“And they stood up in their place and read from the Book of the Law of the Lord their God for a quarter of the day; for another quarter of it they made confession and worshiped the Lord their God” (Nehemiah 9:3 ESV)
When God’s people approach the throne in humble confession, what should they say? What should be their posture? What serves as their guide? Nehemiah 9 gives us insight into what corporate confession looks like.
First, we see that the people confessed their sins with the scriptures opened. They read from the book of the Law for a quarter of the day! (v3) Confession was no mere introspection or monologue. Rather, they desired to hear from God. As we hear the law, God’s character is revealed and our sins are brought into sharper perspective, making confession more specific.

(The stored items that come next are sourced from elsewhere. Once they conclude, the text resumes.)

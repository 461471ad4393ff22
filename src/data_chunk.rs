//! Shared, immutable byte chunks handed to receive callbacks

use std::ops::Deref;

use bytes::Bytes;

/// A view over received bytes
///
/// Cloning is cheap and shares the underlying buffer. A chunk produced by a
/// file read also carries the file offset it was read from; network chunks
/// have offset 0. Pooled buffers return to their pool once every clone of the
/// chunk has been dropped.
#[derive(Clone, Debug, Default, PartialEq, Eq)]
pub struct DataChunk {
    buf: Bytes,
    offset: u64,
}

impl DataChunk {
    pub fn new(buf: Bytes) -> Self {
        Self { buf, offset: 0 }
    }

    pub fn with_offset(buf: Bytes, offset: u64) -> Self {
        Self { buf, offset }
    }

    pub fn offset(&self) -> u64 {
        self.offset
    }

    /// Shared handle to the bytes, suitable for passing straight to `send_data`
    pub fn bytes(&self) -> Bytes {
        self.buf.clone()
    }

    pub fn into_bytes(self) -> Bytes {
        self.buf
    }
}

impl Deref for DataChunk {
    type Target = [u8];

    fn deref(&self) -> &[u8] {
        &self.buf
    }
}

impl AsRef<[u8]> for DataChunk {
    fn as_ref(&self) -> &[u8] {
        &self.buf
    }
}

impl From<DataChunk> for Bytes {
    fn from(chunk: DataChunk) -> Bytes {
        chunk.buf
    }
}
impl Dir {
    pub fn new(lp: &EventLoop) -> Self {
        Self {
            inner: Rc::new(DirInner {
                lp: lp.clone(),
                path: RefCell::new(PathBuf::new()),
                handle: RefCell::new(None),
                state: Cell::new(OpenState::Closed),
                reading: Cell::new(false),
                removal: RemovalState::default(),
            }),
        }
    }

    /// Opens `path`; fails with `NotADirectory` for anything but a directory
    pub fn open<F>(&self, path: impl AsRef<Path>, cb: F)
    where
        F: FnOnce(&Dir, Result<(), Error>) + 'static,
    {
        let inner = &self.inner;
        let path = path.as_ref().to_path_buf();
        let refusal = if !inner.removal.is_active() {
            Some(Error::canceled())
        } else if inner.state.get() != OpenState::Closed {
            Some(Error::with_message(StatusCode::InvalidArgument, "directory already open"))
        } else {
            None
        };
        if let Some(e) = refusal {
            let this = self.clone();
            return inner.lp.post(move |_| cb(&this, Err(e)));
        }

        *inner.path.borrow_mut() = path.clone();
        inner.state.set(OpenState::Opening);
        let this = self.clone();
        inner.lp.add_work(
            move || fs::read_dir(&path),
            move |_, result: io::Result<fs::ReadDir>| {
                let inner = &this.inner;
                if inner.state.get() != OpenState::Opening {
                    return cb(&this, Err(Error::canceled()));
                }
                match result {
                    Ok(rd) => {
                        *inner.handle.borrow_mut() = Some(Arc::new(Mutex::new(Some(rd))));
                        inner.state.set(OpenState::Open);
                        cb(&this, Ok(()));
                    }
                    Err(e) => {
                        inner.state.set(OpenState::Closed);
                        cb(&this, Err(e.into()));
                    }
                }
            },
        );
    }

    /// Lists the directory
    ///
    /// `on_entry` fires once per entry (`.` and `..` excluded); `on_end`
    /// fires exactly once afterwards, or with the error that stopped the
    /// listing.
    pub fn read<C, E>(&self, on_entry: C, on_end: E)
    where
        C: Fn(&Dir, DirectoryEntry) + 'static,
        E: FnOnce(&Dir, Result<(), Error>) + 'static,
    {
        let inner = &self.inner;
        let this = self.clone();
        let handle = match (inner.state.get(), inner.handle.borrow().clone()) {
            (OpenState::Open, Some(handle)) if !inner.reading.get() => handle,
            (OpenState::Open, Some(_)) => {
                let e = Error::with_message(StatusCode::InvalidArgument, "read already in progress");
                return inner.lp.post(move |_| on_end(&this, Err(e)));
            }
            _ => return inner.lp.post(move |_| on_end(&this, Err(Error::new(StatusCode::FileNotOpen)))),
        };
        inner.reading.set(true);
        inner.lp.add_work(
            move || list_entries(&handle),
            move |_, result: io::Result<Vec<DirectoryEntry>>| {
                this.inner.reading.set(false);
                match result {
                    Ok(entries) => {
                        for entry in entries {
                            if !this.is_open() {
                                break;
                            }
                            on_entry(&this, entry);
                        }
                        on_end(&this, Ok(()));
                    }
                    Err(e) => on_end(&this, Err(e.into())),
                }
            },
        );
    }

    pub fn close(&self) {
        let inner = &self.inner;
        if inner.state.replace(OpenState::Closed) != OpenState::Closed {
            inner.handle.borrow_mut().take();
            log::debug!("closed directory {}", inner.path.borrow().display());
        }
    }

    pub fn is_open(&self) -> bool {
        self.inner.state.get() == OpenState::Open
    }

    pub fn path(&self) -> PathBuf {
        self.inner.path.borrow().clone()
    }
}

fn list_entries(handle: &SharedReadDir) -> io::Result<Vec<DirectoryEntry>> {
    let mut guard = handle.lock().unwrap_or_else(PoisonError::into_inner);
    let Some(rd) = guard.as_mut() else {
        return Ok(Vec::new());
    };
    let mut entries = Vec::new();
    for entry in rd.by_ref() {
        let entry = entry?;
        let entry_type = match entry.file_type() {
            Ok(ft) => DirectoryEntryType::from(ft),
            Err(_) => DirectoryEntryType::Unknown,
        };
        entries.push(DirectoryEntry { name: entry.file_name().to_string_lossy().into_owned(), entry_type });
    }
    Ok(entries)
}

impl Removable for Dir {
    fn schedule_removal(&self) {
        let inner = &self.inner;
        if !inner.removal.begin() {
            return;
        }
        self.close();
        let inner = Rc::clone(inner);
        self.inner.lp.post(move |_| inner.removal.finish());
    }

    fn set_on_schedule_removal<F: FnOnce() + 'static>(&self, cb: F) {
        self.inner.removal.set_observer(cb);
    }

    fn removal_phase(&self) -> RemovalPhase {
        self.inner.removal.phase()
    }
}

impl std::fmt::Debug for Dir {
    fn fmt(&self, f: &mut std::fmt::Formatter<'_>) -> std::fmt::Result {
        f.debug_struct("Dir")
            .field("path", &self.inner.path.borrow())
            .field("state", &self.inner.state.get())
            .finish()
    }
}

Second, confession also involves worship. The people focused on God’s character and found delight in him. Verse 6 says, “You are the Lord, you alone. You have made heaven, the heaven of heavens, with all their host, the earth and all that is on it, the seas and all that is in them; and you preserve all of them; and the host of heaven worships you.” When we see God as big, we not only see our own sin more greatly, but also are moved to worship him.

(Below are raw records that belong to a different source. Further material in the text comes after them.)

struct ServerInner {
    lp: EventLoop,
    core: DatagramCore,
    state: Cell<ServerState>,
    peers: RefCell<HashMap<Endpoint, UdpPeer>>,
    tombstones: RefCell<HashMap<Endpoint, Tombstone>>,
    on_new_peer: RefCell<Option<PeerCallback>>,
    on_data: RefCell<Option<PeerDataCallback>>,
    on_timeout: RefCell<Option<PeerCallback>>,
    backlog: RefCell<Option<BacklogWithTimeout<Endpoint, UdpPeer>>>,
    removal: RemovalState,
}

/// Datagram server demultiplexing senders into [`UdpPeer`]s
#[derive(Clone)]
pub struct UdpServer {
    inner: Rc<ServerInner>,
}

impl UdpServer {
    pub fn new(lp: &EventLoop) -> Self {
        Self {
            inner: Rc::new(ServerInner {
                lp: lp.clone(),
                core: DatagramCore::new(),
                state: Cell::new(ServerState::Idle),
                peers: RefCell::new(HashMap::new()),
                tombstones: RefCell::new(HashMap::new()),
                on_new_peer: RefCell::new(None),
                on_data: RefCell::new(None),
                on_timeout: RefCell::new(None),
                backlog: RefCell::new(None),
                removal: RemovalState::default(),
            }),
        }
    }

    /// Binds to `endpoint` and delivers every datagram to `on_data`
    pub fn start_receive<D>(&self, endpoint: Endpoint, on_data: D) -> Result<(), Error>
    where
        D: Fn(&UdpPeer, DataChunk) + 'static,
    {
        self.inner.listen(endpoint, None, Rc::new(on_data), None)
    }

    /// Like [`start_receive`](Self::start_receive); `on_new_peer` fires once
    /// per peer, before its first datagram is delivered
    pub fn start_receive_with_new_peer<N, D>(&self, endpoint: Endpoint, on_new_peer: N, on_data: D) -> Result<(), Error>
    where
        N: Fn(&UdpPeer) + 'static,
        D: Fn(&UdpPeer, DataChunk) + 'static,
    {
        self.inner.listen(endpoint, Some(Rc::new(on_new_peer)), Rc::new(on_data), None)
    }

    /// Receives with peer eviction: a peer quiet for `timeout` is closed and
    /// handed to `on_timeout` once
    pub fn start_receive_with_timeout<N, D, T>(
        &self,
        endpoint: Endpoint,
        on_new_peer: Option<N>,
        on_data: D,
        timeout: Duration,
        on_timeout: T,
    ) -> Result<(), Error>
    where
        N: Fn(&UdpPeer) + 'static,
        D: Fn(&UdpPeer, DataChunk) + 'static,
        T: Fn(&UdpPeer) + 'static,
    {
        let on_new_peer = on_new_peer.map(|cb| Rc::new(cb) as PeerCallback);
        self.inner
            .listen(endpoint, on_new_peer, Rc::new(on_data), Some((timeout, Rc::new(on_timeout))))
    }

    /// Closes the socket and every peer
    pub fn close(&self) {
        self.inner.close();
    }

    pub fn is_open(&self) -> bool {
        self.inner.state.get() == ServerState::Receiving
    }

    /// Local port, 0 until bound
    pub fn bound_port(&self) -> u16 {
        self.inner.core.local_addr().map(|a| a.port()).unwrap_or(0)
    }

    pub fn peers_count(&self) -> usize {
        self.inner.peers.borrow().len()
    }

    pub fn receive_buffer_size(&self) -> Result<usize, Error> {
        self.inner.core.receive_buffer_size()
    }

    pub fn send_buffer_size(&self) -> Result<usize, Error> {
        self.inner.core.send_buffer_size()
    }

    pub fn set_receive_buffer_size(&self, size: usize) -> Result<(), Error> {
        self.inner.core.set_receive_buffer_size(&self.inner.lp, size)
    }

    pub fn set_send_buffer_size(&self, size: usize) -> Result<(), Error> {
        self.inner.core.set_send_buffer_size(&self.inner.lp, size)
    }

    pub fn event_loop(&self) -> &EventLoop {
        &self.inner.lp
    }
}

impl ServerInner {
    fn listen(
        self: &Rc<Self>,
        endpoint: Endpoint,
        on_new_peer: Option<PeerCallback>,
        on_data: PeerDataCallback,
        timeout: Option<(Duration, PeerCallback)>,
    ) -> Result<(), Error> {
        if !self.removal.is_active() {
            return Err(Error::canceled());
        }
        if self.state.get() != ServerState::Idle {
            return Err(Error::with_message(StatusCode::InvalidArgument, "server already started"));
        }
        let addr = endpoint.require_socket_addr()?;
        let handler: Rc<dyn EventHandler> = Rc::clone(self) as Rc<dyn EventHandler>;
        self.core.bind(&self.lp, addr, handler)?;

        *self.on_new_peer.borrow_mut() = on_new_peer;
        *self.on_data.borrow_mut() = Some(on_data);
        if let Some((timeout, on_timeout)) = timeout {
            *self.on_timeout.borrow_mut() = Some(on_timeout);
            let weak: Weak<ServerInner> = Rc::downgrade(self);
            let backlog = BacklogWithTimeout::new(
                &self.lp,
                timeout,
                |peer: &UdpPeer| peer.last_packet_time(),
                move |peer: &UdpPeer| {
                    if let Some(server) = weak.upgrade() {
                        server.expire(peer);
                    }
                },
            );
            *self.backlog.borrow_mut() = Some(backlog);
        }
        self.state.set(ServerState::Receiving);
        self.core.set_receiving(&self.lp, true);
        log::debug!("udp server listening on {}", endpoint);
        Ok(())
    }

    /// Looks up the peer for `from`, creating it unless the endpoint is tombstoned
    fn peer_for(self: &Rc<Self>, from: Endpoint, now: Instant) -> Option<(UdpPeer, bool)> {
        if let Some(peer) = self.peers.borrow().get(&from) {
            return Some((peer.clone(), false));
        }
        {
            let mut tombstones = self.tombstones.borrow_mut();
            if let Some(t) = tombstones.get_mut(&from) {
                if now.saturating_duration_since(t.last_seen) < t.inactivity {
                    t.last_seen = now;
                    return None;
                }
                tombstones.remove(&from);
            }
        }
        let peer = UdpPeer::new(self, from, now);
        self.peers.borrow_mut().insert(from, peer.clone());
        if let Some(backlog) = self.backlog.borrow().as_ref() {
            backlog.add_item(from, peer.clone());
        }
        log::debug!("udp server: new peer {}", from);
        Some((peer, true))
    }

    fn deliver(self: &Rc<Self>, chunk: DataChunk, from: Endpoint) {
        let now = self.lp.now();
        let Some((peer, is_new)) = self.peer_for(from, now) else {
            log::trace!("udp server dropped datagram from closed peer {}", from);
            return;
        };
        peer.inner.last_packet_time.set(now);
        if is_new {
            let cb = self.on_new_peer.borrow().clone();
            if let Some(cb) = cb {
                cb(&peer);
            }
        }
        if !peer.is_open() {
            return;
        }
        let cb = self.on_data.borrow().clone();
        if let Some(cb) = cb {
            cb(&peer, chunk);
        }
    }

    /// Forgets `peer` and leaves a tombstone for its endpoint
    fn close_peer(&self, peer: &UdpPeer, inactivity: Duration) {
        self.forget(peer);
        self.tombstones
            .borrow_mut()
            .insert(peer.inner.endpoint, Tombstone { last_seen: self.lp.now(), inactivity });
    }

    /// Drops `peer` from the table and the backlog, which are keyed alike
    fn forget(&self, peer: &UdpPeer) {
        let mut peers = self.peers.borrow_mut();
        if peers.get(&peer.inner.endpoint) != Some(peer) {
            return;
        }
        peers.remove(&peer.inner.endpoint);
        drop(peers);
        if let Some(backlog) = self.backlog.borrow().as_ref() {
            backlog.remove_item(&peer.inner.endpoint);
        }
    }

    fn expire(&self, peer: &UdpPeer) {
        log::debug!("udp peer {} timed out", peer.inner.endpoint);
        {
            let mut peers = self.peers.borrow_mut();
            if peers.get(&peer.inner.endpoint) == Some(peer) {
                peers.remove(&peer.inner.endpoint);
            }
        }
        peer.inner.closed.set(true);
        let cb = self.on_timeout.borrow().clone();
        if let Some(cb) = cb {
            cb(peer);
        }
    }

    fn close(&self) {
        if self.state.replace(ServerState::Closed) == ServerState::Closed {
            return;
        }
        self.core.close(&self.lp);
        if let Some(backlog) = self.backlog.borrow_mut().take() {
            backlog.clear();
        }
        let peers: Vec<UdpPeer> = self.peers.borrow_mut().drain().map(|(_, p)| p).collect();
        for peer in peers {
            peer.inner.closed.set(true);
        }
        self.tombstones.borrow_mut().clear();
        self.on_new_peer.borrow_mut().take();
        self.on_data.borrow_mut().take();
        self.on_timeout.borrow_mut().take();
        log::debug!("udp server closed");
    }
}

impl EventHandler for ServerInner {
    fn handle_event(self: Rc<Self>, lp: &EventLoop, ready: Readiness) {
        if ready.writable {
            self.core.flush(lp);
        }
        if ready.readable {
            self.core.recv_all(&mut |chunk, from| self.deliver(chunk, from));
        }
    }
}

impl Removable for UdpServer {
    fn schedule_removal(&self) {
        let inner = &self.inner;
        if !inner.removal.begin() {
            return;
        }
        log::debug!("udp server removal scheduled");
        inner.close();
        let inner = Rc::clone(inner);
        self.inner.lp.post(move |_| inner.removal.finish());
    }

    fn set_on_schedule_removal<F: FnOnce() + 'static>(&self, cb: F) {
        self.inner.removal.set_observer(cb);
    }

    fn removal_phase(&self) -> RemovalPhase {
        self.inner.removal.phase()
    }
}

impl std::fmt::Debug for UdpServer {
    fn fmt(&self, f: &mut std::fmt::Formatter<'_>) -> std::fmt::Result {
        f.debug_struct("UdpServer")
            .field("bound_port", &self.bound_port())
            .field("peers", &self.peers_count())
            .finish()
    }
}

struct PeerInner {
    lp: EventLoop,
    server: Weak<ServerInner>,
    endpoint: Endpoint,
    last_packet_time: Cell<Instant>,
    closed: Cell<bool>,
    removal: RemovalState,
    user_data: UserData,
}

/// One remote sender as seen by a [`UdpServer`]
///
/// Equality is identity: a peer recreated after eviction is a different peer.
#[derive(Clone)]
pub struct UdpPeer {
    inner: Rc<PeerInner>,
}

impl PartialEq for UdpPeer {
    fn eq(&self, other: &Self) -> bool {
        Rc::ptr_eq(&self.inner, &other.inner)
    }
}

impl Eq for UdpPeer {}

impl UdpPeer {
    fn new(server: &Rc<ServerInner>, endpoint: Endpoint, now: Instant) -> Self {
        Self {
            inner: Rc::new(PeerInner {
                lp: server.lp.clone(),
                server: Rc::downgrade(server),
                endpoint,
                last_packet_time: Cell::new(now),
                closed: Cell::new(false),
                removal: RemovalState::default(),
                user_data: UserData::default(),
            }),
        }
    }

    pub fn endpoint(&self) -> Endpoint {
        self.inner.endpoint
    }

    /// Arrival time of the latest datagram from this peer
    pub fn last_packet_time(&self) -> Instant {
        self.inner.last_packet_time.get()
    }

    pub fn is_open(&self) -> bool {
        !self.inner.closed.get() && self.inner.removal.is_active()
    }

    /// Owning server, `None` once it is gone
    pub fn server(&self) -> Option<UdpServer> {
        self.inner.server.upgrade().map(|inner| UdpServer { inner })
    }

    /// Closes the peer; its endpoint is ignored until quiet for `inactivity`
    pub fn close(&self, inactivity: Duration) {
        if self.inner.closed.replace(true) {
            return;
        }
        log::debug!("udp peer {} closed", self.inner.endpoint);
        if let Some(server) = self.inner.server.upgrade() {
            server.close_peer(self, inactivity);
        }
    }

    pub fn set_user_data<T: 'static>(&self, value: T) {
        self.inner.user_data.set(value);
    }

    pub fn user_data<T: 'static>(&self) -> Option<Rc<T>> {
        self.inner.user_data.get()
    }
}

impl Transport for UdpPeer {
    fn send_bytes(&self, data: Bytes, cb: SendCompletion) {
        let inner = &self.inner;
        if !inner.removal.is_active() {
            return complete_later(&inner.lp, cb, Err(Error::canceled()));
        }
        if data.len() > inner.lp.config().udp_max_datagram_size {
            return complete_later(&inner.lp, cb, Err(Error::new(StatusCode::MessageTooLong)));
        }
        let server = inner.server.upgrade();
        let (Some(server), Some(to), false) = (server, inner.endpoint.to_socket_addr(), inner.closed.get()) else {
            return complete_later(&inner.lp, cb, Err(Error::new(StatusCode::SocketIsNotConnected)));
        };
        server.core.send_to(&inner.lp, data, to, cb);
    }

    fn is_open(&self) -> bool {
        UdpPeer::is_open(self)
    }

    fn endpoint(&self) -> Endpoint {
        self.inner.endpoint
    }

    fn event_loop(&self) -> &EventLoop {
        &self.inner.lp
    }
}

Third, confession needs remembrance. This third characteristic is a result of the first two: with an open Bible and a proper picture of God, the people can recall all that God has done for them. The majority of the prayer in Nehemiah 9 is just that: remembering the cycle of sin that Israel had undertaken throughout their history and the steadfast faithfulness of the Lord and his mercy.

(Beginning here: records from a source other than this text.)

impl ClientInner {
    fn handle(self: &Rc<Self>) -> TlsClient {
        TlsClient { inner: Rc::clone(self) }
    }

    fn channel(&self) -> Option<Rc<SecureChannel<TcpClient>>> {
        self.channel.borrow().clone()
    }

    fn on_tcp_connect(self: &Rc<Self>, result: Result<(), Error>) {
        match result {
            Ok(()) => {
                log::debug!("tls client: tcp connected to {}, starting handshake", self.tcp.endpoint());
                if let Some(channel) = self.channel() {
                    let out = channel.process(None);
                    self.deliver(out);
                }
            }
            Err(e) => self.fail(e),
        }
    }

    fn on_tcp_data(self: &Rc<Self>, chunk: DataChunk) {
        if let Some(channel) = self.channel() {
            let out = channel.process(Some(&chunk));
            self.deliver(out);
        }
    }

    fn on_tcp_close(self: &Rc<Self>, result: Result<(), Error>) {
        self.on_data.borrow_mut().take();
        if self.on_connect.borrow().is_some() {
            let err = result.err().unwrap_or_else(|| Error::new(StatusCode::ConnectionResetByPeer));
            return self.fail(err);
        }
        let cb = self.on_close.borrow_mut().take();
        if let Some(cb) = cb {
            cb(&self.handle(), result);
        }
    }

    /// Reports a connect or handshake failure and drops the connection
    fn fail(self: &Rc<Self>, e: Error) {
        self.on_close.borrow_mut().take();
        self.on_data.borrow_mut().take();
        let cb = self.on_connect.borrow_mut().take();
        self.tcp.close();
        if let Some(cb) = cb {
            cb(&self.handle(), Err(e));
        }
    }

    fn deliver(self: &Rc<Self>, out: SessionOutput) {
        match out.handshake {
            Some(Ok(())) => {
                let cb = self.on_connect.borrow_mut().take();
                if let Some(cb) = cb {
                    cb(&self.handle(), Ok(()));
                }
            }
            Some(Err(e)) => return self.fail(e),
            None => {}
        }
        let on_data = self.on_data.borrow().clone();
        if let Some(on_data) = on_data {
            let this = self.handle();
            for plain in out.plaintext {
                if !self.tcp.is_open() {
                    break;
                }
                on_data(&this, DataChunk::new(plain));
            }
        }
        if let Some(closed) = out.closed {
            match closed {
                Ok(()) => self.tcp.shutdown(),
                Err(e) => {
                    log::warn!("tls client to {}: {}", self.tcp.endpoint(), e);
                    self.tcp.close();
                }
            }
        }
    }
}
//! Message-created listener — consumes trigger events from the Redis queue
//! and runs the pipeline once per event.
//!
//! The queue guarantees at-least-once delivery per created message; this
//! listener does not deduplicate repeated events for the same message id and
//! does not retry failed invocations. Re-delivery policy belongs to whoever
//! produces the queue entries.

use std::time::Duration;

use async_trait::async_trait;
use redis::aio::ConnectionManager;
use uuid::Uuid;

use courier_common::error::CourierError;
use courier_common::types::MessageCreated;
use courier_pipeline::Pipeline;

/// Blocking-pop timeout, so shutdown is never stuck behind an idle queue.
const POP_TIMEOUT_SECONDS: u64 = 5;

/// Delay before re-polling after a queue read failure.
const ERROR_BACKOFF: Duration = Duration::from_secs(1);

/// Source of trigger events.
#[async_trait]
pub trait EventQueue: Send {
    /// Wait up to `timeout_secs` for the next raw queue entry.
    async fn pop(&mut self, timeout_secs: u64) -> Result<Option<String>, CourierError>;
}

/// Redis list consumed with BLPOP.
pub struct RedisEventQueue {
    redis: ConnectionManager,
    key: String,
}

impl RedisEventQueue {
    pub fn new(redis: ConnectionManager, key: String) -> Self {
        Self { redis, key }
    }
}

#[async_trait]
impl EventQueue for RedisEventQueue {
    async fn pop(&mut self, timeout_secs: u64) -> Result<Option<String>, CourierError> {
        let entry: Option<(String, String)> = redis::cmd("BLPOP")
            .arg(&self.key)
            .arg(timeout_secs)
            .query_async(&mut self.redis)
            .await?;

        Ok(entry.map(|(_, raw)| raw))
    }
}

pub struct MessageListener<Q: EventQueue> {
    queue: Q,
    pipeline: Pipeline,
}

impl<Q: EventQueue> MessageListener<Q> {
    pub fn new(queue: Q, pipeline: Pipeline) -> Self {
        Self { queue, pipeline }
    }

    /// Start the listening loop. Runs indefinitely until the task is cancelled.
    pub async fn run(&mut self) -> anyhow::Result<()> {
        tracing::info!("Message listener started");

        loop {
            let raw = match self.queue.pop(POP_TIMEOUT_SECONDS).await {
                Ok(Some(raw)) => raw,
                Ok(None) => continue,
                Err(e) => {
                    // Queue read failed (e.g. Redis reconnecting) — wait
                    // briefly and poll again rather than stopping the service.
                    tracing::error!(error = %e, "Queue read failed, retrying");
                    tokio::time::sleep(ERROR_BACKOFF).await;
                    continue;
                }
            };

            self.handle_entry(&raw).await;
        }
    }

    /// Run one pipeline invocation for a queue entry.
    ///
    /// A malformed entry is discarded; a pipeline infrastructure error fails
    /// only this invocation. Neither stops the listener.
    async fn handle_entry(&self, raw: &str) {
        let event = match parse_event(raw) {
            Ok(event) => event,
            Err(e) => {
                tracing::error!(error = %e, "Discarding malformed trigger event");
                return;
            }
        };

        let invocation_id = Uuid::new_v4();
        match self.pipeline.handle_message_created(&event).await {
            Ok(outcome) => {
                tracing::debug!(
                    invocation_id = %invocation_id,
                    chat_id = %event.chat_id,
                    message_id = %event.message_id,
                    outcome = %outcome,
                    "Invocation finished"
                );
            }
            Err(e) => {
                tracing::error!(
                    invocation_id = %invocation_id,
                    chat_id = %event.chat_id,
                    message_id = %event.message_id,
                    error = %e,
                    "Invocation failed"
                );
            }
        }
    }
}

fn parse_event(raw: &str) -> Result<MessageCreated, CourierError> {
    Ok(serde_json::from_str(raw)?)
}
//! Recipient resolver — maps a created message to the identities that should
//! be notified.
//!
//! For each triggering event:
//! 1. Load the chat record by id
//! 2. Normalize the participant list to identity strings (either on-disk
//!    representation)
//! 3. Exclude the sender's identity, when it can be resolved

use std::sync::Arc;

use courier_common::error::CourierError;
use courier_common::types::{ChatRecord, MessageRecord};
use courier_store::{CHATS_COLLECTION, DocumentStore};

pub struct RecipientResolver {
    store: Arc<dyn DocumentStore>,
}

impl RecipientResolver {
    pub fn new(store: Arc<dyn DocumentStore>) -> Self {
        Self { store }
    }

    /// Resolve the recipient identities for a message created under `chat_id`.
    ///
    /// Returns `None` when no chat record exists (logged, terminal success
    /// for the caller). Otherwise returns the participant identities minus
    /// the sender, in participant-list order. Missing data never surfaces as
    /// an error; only failures of the read itself do.
    pub async fn resolve(
        &self,
        chat_id: &str,
        message: &MessageRecord,
    ) -> Result<Option<Vec<String>>, CourierError> {
        let Some(doc) = self.store.get(CHATS_COLLECTION, chat_id).await? else {
            tracing::info!(chat_id, "Chat record not found, nothing to notify");
            return Ok(None);
        };

        let chat: ChatRecord = serde_json::from_value(doc).unwrap_or_else(|e| {
            tracing::warn!(chat_id, error = %e, "Chat record has unexpected shape");
            ChatRecord::default()
        });

        let sender = message.sender_identity();
        let recipients: Vec<String> = chat
            .participant_identities()
            .into_iter()
            .filter(|identity| sender.as_deref() != Some(identity.as_str()))
            .collect();

        if recipients.is_empty() {
            tracing::info!(chat_id, "No recipients after sender exclusion");
        }

        Ok(Some(recipients))
    }
}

The people who confess their sins are not the only ones who must remember, however. In this prayer, the people are, in a sense, asking God to remember his own nature and his own covenant. This is not to suggest that God forgets anything, but that the people are demonstrating to God that they understand why it is part of his very nature, and proven by his perfect track record, that he should hear their confession and forgive their sins.
May the Lord use our study of Nehemiah 9 to give us great fervency in confessing our sins to God.